Leaving the last of these rooms, we found ourselves at the castle’s grand spiral staircase. Climbing to the attic, the mood changed completely. Entombed in these rooms were the ghostly imprints of the people who, over the years, have called the castle home. Paint and faded wallpaper peeled from the walls, the air was chill and only an occasional shaft of sunlight penetrated the grey-gloom of bare and empty spaces.
Originally, these were the servants’ rooms. At some point in time, they had became storage space for a variety of furnishings, all of which remained covered in a carpet of powder grey dust.
The attic was also the start of the art exhibition. Stained glass panels fashioned from photographs, some modern, some period, by French Armenian artist Serkis Zabunyan were placed in front of the windows catching the little light that came through.
In some rooms it added another dimension, but most of the space was fascinating without the need for anything extra. With so few visitors, we were often the only ones in a room which made the whole experience eerie and melancholy. At times all we could hear was the sound of squeaking, creaking boards as we walked through the deserted rooms.

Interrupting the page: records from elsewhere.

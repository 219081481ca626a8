//! 存储能力协商：探测运行环境提供的持久化层级

/// 存储能力层级，进程生命周期内对每个 store 实例只协商一次
#[derive(Debug, Clone, Copy, PartialEq, Eq)]
pub enum Tier {
    /// 可弹出原生文件选择/保存对话框，由用户指定数据文件
    FilePicker,
    /// 仅有应用私有数据目录，数据文件由应用托管
    SandboxedFile,
    /// 无任何持久化能力，数据只存在于内存中
    MemoryOnly,
}

impl Tier {
    /// 纯能力探测：只检查平台入口是否存在，不做任何 I/O
    pub fn detect() -> Tier {
        if picker_available() {
            Tier::FilePicker
        } else if dirs::data_dir().is_some() {
            Tier::SandboxedFile
        } else {
            Tier::MemoryOnly
        }
    }

    /// 当前层级是否支持文件选择对话框
    pub fn supports_picker(&self) -> bool {
        matches!(self, Tier::FilePicker)
    }
}

/// 原生对话框可用性：Windows/macOS 总是可用，Linux 需要图形会话
fn picker_available() -> bool {
    if cfg!(target_os = "windows") || cfg!(target_os = "macos") {
        return true;
    }
    std::env::var_os("DISPLAY").is_some() || std::env::var_os("WAYLAND_DISPLAY").is_some()
}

The opportunity to see the rooms as they must have looked when the chateau was taken over by the local authority was fascinating. It was a huge contrast from the relentless furnished rooms that are usually found in stately homes and castles. They have their place, for sure, but this was a unique experience. It was intimate and hauntingly beautiful.
From these rooms, we descended to the next floor where the rooms have been turned into a more traditional gallery space. Invoking the concept of a forest, art installations by English artist David Nash, and French artist, Eva Jopin, filled the rooms. It was an interesting use of material and space.
The grounds, stable buildings and barns are all used to house a variety of sculptures and installations. They certainly add to the visitor experience and are a clever way of combining modern life with history. One favourite was “Baron in the Trees”, by Francois Mechain, a series of ladders hanging from a tree; an invitation to look at the world from a different perspective.
The stables at Chaumont are the best preserved in France, and in their glory days were the most luxurious. The Tack Room houses a complete set of saddles and harnesses by Hermes.
The rest of the stables are a gallery for more installations. The inflatable works by Klaus Pinter were particularly spectacular. “Chrysalide” in the training ring was a wonderful architectural form seeming to float in a giant hoop. It was a clever use of space and perspective because the view was restricted to one angle.
“Golden Magnolias” was a giant transparent ball covered in copper flowers. It reminded me of the giant rolling ball in the Indiana Jones movie. This one was safely secured and had a delicate beauty.
The combination of art and history is masterfully and sympathetically executed giving visitors plenty to enjoy and consider. I did not like all the art, but I enjoyed seeing the different interpretations by artists from around the world.
The highlight of the visit was the opportunity to see the empty, dilapidated rooms of the chateau. It was fascinating to see how much care and work is needed to bring a room back to life, but more than that, it was the wistful echoes of time that were so captivating.